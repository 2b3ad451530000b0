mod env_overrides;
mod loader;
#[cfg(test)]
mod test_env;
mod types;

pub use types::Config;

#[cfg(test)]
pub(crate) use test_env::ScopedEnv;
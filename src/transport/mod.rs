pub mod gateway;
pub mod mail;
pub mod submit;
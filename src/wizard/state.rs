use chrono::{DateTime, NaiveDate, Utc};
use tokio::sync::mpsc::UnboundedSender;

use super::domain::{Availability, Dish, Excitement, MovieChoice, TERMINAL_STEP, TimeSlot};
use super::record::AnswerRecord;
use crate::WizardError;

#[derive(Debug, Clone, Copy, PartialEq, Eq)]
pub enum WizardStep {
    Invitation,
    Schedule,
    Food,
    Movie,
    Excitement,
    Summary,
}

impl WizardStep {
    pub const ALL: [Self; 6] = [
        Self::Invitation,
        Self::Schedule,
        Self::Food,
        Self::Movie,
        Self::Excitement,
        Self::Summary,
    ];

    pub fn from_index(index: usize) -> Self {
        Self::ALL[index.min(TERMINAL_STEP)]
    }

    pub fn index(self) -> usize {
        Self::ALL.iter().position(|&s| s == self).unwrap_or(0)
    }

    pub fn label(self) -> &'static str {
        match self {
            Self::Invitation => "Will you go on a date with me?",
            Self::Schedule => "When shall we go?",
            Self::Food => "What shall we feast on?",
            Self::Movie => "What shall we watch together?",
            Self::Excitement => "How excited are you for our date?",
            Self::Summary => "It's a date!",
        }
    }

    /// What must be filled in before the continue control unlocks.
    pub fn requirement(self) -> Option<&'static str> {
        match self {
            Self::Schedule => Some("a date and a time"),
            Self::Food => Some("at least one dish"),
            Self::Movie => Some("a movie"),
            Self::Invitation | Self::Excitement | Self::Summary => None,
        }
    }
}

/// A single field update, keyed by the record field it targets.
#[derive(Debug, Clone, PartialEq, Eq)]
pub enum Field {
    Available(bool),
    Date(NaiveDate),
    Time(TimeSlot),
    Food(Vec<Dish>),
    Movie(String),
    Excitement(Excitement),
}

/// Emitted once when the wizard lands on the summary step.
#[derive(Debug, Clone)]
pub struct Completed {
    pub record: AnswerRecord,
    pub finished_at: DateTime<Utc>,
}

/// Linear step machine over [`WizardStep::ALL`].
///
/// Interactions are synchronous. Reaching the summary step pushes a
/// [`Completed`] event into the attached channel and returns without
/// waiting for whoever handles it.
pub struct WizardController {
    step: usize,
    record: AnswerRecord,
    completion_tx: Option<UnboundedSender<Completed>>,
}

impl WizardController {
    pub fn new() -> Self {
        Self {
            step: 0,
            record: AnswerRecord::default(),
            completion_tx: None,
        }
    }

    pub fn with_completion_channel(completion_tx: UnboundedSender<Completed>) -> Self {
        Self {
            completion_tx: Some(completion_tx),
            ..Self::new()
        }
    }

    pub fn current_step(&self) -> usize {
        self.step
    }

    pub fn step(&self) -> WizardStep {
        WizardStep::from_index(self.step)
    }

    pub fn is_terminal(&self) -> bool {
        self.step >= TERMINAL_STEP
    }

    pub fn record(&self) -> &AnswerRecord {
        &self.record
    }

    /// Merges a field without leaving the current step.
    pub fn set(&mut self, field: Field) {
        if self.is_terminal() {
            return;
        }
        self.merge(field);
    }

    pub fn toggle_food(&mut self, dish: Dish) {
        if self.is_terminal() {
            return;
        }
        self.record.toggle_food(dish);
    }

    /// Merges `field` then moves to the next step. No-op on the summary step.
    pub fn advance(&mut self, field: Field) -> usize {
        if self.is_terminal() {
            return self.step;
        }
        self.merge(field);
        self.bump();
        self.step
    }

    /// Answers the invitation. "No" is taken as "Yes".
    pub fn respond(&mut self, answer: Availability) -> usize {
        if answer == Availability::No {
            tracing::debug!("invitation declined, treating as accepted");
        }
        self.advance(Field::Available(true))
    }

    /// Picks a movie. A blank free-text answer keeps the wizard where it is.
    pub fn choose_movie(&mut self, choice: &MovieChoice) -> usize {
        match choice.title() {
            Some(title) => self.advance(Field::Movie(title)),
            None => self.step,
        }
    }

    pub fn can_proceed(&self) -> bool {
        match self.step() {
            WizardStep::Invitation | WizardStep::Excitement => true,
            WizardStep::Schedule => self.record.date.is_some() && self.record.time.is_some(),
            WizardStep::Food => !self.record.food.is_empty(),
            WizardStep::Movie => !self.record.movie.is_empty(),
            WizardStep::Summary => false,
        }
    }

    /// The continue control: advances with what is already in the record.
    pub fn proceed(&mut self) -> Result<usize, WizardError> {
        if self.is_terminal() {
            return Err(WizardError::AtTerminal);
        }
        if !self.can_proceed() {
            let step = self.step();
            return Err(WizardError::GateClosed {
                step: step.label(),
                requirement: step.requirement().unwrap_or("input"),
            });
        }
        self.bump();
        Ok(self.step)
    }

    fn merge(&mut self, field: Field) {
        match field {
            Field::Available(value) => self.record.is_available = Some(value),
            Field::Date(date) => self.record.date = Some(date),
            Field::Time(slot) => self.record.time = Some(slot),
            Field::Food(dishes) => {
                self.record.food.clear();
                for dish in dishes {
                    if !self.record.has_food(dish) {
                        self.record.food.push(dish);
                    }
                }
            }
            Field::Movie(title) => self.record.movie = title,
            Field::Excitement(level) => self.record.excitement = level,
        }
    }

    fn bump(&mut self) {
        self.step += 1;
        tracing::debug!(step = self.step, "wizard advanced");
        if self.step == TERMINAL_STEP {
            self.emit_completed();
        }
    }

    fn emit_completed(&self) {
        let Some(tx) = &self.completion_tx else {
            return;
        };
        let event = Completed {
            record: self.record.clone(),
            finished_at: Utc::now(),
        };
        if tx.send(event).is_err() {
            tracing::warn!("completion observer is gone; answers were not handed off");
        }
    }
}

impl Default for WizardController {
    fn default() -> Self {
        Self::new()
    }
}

※

■ Exercise details
Each line of the entries above that includes "tracing" counts once; state how many such lines there are, with the number as the only answer.

■ Reply to the task
3